▶ _About this exercise_:
Every line from the one with "assert!(e.is_fresh(5, 1000.2511));" to the one with "let cache = DirCache::new(temp.path());", including those two, is to be copied exactly; all other lines of the entries below are left out.

▶ _Material for this exercise_:
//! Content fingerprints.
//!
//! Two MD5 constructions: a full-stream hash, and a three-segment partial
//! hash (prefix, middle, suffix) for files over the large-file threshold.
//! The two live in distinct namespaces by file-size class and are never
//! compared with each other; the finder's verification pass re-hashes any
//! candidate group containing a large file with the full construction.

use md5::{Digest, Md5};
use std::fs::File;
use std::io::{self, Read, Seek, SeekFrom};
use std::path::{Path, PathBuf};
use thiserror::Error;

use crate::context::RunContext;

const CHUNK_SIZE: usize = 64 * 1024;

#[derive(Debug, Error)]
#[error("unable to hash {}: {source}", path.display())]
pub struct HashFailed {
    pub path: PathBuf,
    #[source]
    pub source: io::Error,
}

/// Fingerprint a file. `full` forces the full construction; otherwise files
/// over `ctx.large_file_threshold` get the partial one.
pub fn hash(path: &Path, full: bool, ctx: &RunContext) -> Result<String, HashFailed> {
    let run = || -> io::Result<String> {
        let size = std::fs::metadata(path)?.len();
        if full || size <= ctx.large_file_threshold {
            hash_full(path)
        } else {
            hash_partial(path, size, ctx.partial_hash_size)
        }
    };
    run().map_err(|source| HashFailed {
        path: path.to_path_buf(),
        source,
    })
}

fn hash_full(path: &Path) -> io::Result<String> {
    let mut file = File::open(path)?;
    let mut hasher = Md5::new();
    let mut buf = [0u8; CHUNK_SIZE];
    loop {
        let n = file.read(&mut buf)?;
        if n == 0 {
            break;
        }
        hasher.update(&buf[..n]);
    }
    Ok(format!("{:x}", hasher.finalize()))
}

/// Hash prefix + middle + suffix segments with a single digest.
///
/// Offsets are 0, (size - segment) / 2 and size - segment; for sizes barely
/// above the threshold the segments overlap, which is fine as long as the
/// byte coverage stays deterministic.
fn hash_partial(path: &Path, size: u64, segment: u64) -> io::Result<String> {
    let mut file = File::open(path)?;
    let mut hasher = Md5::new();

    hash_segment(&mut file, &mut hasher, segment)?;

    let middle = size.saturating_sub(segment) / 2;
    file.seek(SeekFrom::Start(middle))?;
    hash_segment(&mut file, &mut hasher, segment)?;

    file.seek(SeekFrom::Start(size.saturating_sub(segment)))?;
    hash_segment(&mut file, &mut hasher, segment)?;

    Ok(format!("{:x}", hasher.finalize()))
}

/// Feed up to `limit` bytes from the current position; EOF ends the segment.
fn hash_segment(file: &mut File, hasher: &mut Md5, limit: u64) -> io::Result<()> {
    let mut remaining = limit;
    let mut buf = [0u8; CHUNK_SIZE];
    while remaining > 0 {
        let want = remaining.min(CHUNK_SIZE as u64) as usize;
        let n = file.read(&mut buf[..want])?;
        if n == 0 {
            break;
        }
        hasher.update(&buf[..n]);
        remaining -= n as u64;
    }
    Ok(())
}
...
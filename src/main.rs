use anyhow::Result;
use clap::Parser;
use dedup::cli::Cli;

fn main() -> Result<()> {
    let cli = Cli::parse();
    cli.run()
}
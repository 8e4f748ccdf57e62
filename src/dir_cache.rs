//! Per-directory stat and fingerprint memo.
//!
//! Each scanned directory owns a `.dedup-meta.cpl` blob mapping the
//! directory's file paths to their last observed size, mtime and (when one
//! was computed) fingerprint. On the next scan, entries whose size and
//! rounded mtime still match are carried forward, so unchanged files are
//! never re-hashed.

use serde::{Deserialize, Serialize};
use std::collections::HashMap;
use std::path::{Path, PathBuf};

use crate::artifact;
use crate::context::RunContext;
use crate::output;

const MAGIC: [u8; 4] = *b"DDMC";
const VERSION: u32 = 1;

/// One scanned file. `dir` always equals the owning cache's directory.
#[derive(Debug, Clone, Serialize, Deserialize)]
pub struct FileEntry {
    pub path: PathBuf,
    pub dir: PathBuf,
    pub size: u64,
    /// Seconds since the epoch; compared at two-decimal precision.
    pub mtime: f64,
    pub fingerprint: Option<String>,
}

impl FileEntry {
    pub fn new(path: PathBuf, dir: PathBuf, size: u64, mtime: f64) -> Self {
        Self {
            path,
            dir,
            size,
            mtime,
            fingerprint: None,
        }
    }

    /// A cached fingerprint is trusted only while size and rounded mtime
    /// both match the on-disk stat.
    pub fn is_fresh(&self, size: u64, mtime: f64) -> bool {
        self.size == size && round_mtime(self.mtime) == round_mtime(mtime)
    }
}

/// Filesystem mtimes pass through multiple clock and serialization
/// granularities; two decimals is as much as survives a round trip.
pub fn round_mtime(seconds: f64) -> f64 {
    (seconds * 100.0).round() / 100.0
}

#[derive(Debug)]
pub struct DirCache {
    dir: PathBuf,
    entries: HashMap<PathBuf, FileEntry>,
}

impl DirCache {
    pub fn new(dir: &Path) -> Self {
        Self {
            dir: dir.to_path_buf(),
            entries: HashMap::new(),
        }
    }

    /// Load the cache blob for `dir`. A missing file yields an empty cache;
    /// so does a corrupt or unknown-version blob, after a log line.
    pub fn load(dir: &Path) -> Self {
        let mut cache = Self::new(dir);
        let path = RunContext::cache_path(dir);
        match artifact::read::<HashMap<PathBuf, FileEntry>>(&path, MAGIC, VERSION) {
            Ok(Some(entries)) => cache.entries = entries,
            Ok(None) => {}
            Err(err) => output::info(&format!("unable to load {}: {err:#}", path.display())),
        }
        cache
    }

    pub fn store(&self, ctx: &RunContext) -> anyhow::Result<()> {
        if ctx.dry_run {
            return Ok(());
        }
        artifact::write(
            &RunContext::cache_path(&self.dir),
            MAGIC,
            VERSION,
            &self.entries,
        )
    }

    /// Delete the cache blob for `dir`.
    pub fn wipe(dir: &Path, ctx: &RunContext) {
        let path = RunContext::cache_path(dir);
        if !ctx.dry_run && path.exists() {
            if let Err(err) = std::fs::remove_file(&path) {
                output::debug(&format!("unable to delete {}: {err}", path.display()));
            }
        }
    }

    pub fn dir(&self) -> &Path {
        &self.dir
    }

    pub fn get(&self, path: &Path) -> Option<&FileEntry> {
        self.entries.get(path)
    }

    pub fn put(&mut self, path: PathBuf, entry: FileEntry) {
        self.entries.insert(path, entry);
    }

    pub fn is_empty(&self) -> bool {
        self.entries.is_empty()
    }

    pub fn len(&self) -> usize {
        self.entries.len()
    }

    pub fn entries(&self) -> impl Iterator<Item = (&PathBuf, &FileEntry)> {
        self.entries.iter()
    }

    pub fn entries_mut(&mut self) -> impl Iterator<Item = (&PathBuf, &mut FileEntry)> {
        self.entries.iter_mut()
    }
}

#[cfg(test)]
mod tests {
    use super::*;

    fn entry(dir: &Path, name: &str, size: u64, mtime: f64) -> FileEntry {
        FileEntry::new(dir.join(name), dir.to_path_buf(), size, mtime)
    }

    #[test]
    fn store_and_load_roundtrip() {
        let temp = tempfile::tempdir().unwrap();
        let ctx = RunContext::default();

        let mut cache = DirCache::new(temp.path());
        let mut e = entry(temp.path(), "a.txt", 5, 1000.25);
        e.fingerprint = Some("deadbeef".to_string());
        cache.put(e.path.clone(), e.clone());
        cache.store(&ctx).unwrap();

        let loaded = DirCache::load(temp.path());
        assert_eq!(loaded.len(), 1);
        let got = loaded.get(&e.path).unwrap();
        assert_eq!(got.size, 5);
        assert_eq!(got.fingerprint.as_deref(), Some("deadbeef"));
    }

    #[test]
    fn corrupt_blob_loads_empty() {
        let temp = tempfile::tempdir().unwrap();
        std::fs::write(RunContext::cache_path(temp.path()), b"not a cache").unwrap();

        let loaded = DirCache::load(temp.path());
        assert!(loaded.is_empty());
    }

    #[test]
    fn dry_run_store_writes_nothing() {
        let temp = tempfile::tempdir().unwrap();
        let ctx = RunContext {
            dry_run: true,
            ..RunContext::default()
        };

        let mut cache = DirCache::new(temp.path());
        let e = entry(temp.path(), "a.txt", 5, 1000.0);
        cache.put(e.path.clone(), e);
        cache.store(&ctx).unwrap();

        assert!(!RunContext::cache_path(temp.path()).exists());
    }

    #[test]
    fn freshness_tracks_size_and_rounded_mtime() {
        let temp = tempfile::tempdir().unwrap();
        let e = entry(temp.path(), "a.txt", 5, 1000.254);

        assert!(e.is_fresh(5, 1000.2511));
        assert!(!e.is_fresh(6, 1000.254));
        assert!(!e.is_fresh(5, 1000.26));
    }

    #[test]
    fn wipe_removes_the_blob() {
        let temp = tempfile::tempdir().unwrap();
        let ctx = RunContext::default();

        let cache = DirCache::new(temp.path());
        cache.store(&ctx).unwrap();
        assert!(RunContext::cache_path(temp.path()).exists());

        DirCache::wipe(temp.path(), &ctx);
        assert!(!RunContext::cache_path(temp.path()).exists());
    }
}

▶ _Reply_:
        assert!(e.is_fresh(5, 1000.2511));
        assert!(!e.is_fresh(6, 1000.254));
        assert!(!e.is_fresh(5, 1000.26));
    }

    #[test]
    fn wipe_removes_the_blob() {
        let temp = tempfile::tempdir().unwrap();
        let ctx = RunContext::default();

        let cache = DirCache::new(temp.path());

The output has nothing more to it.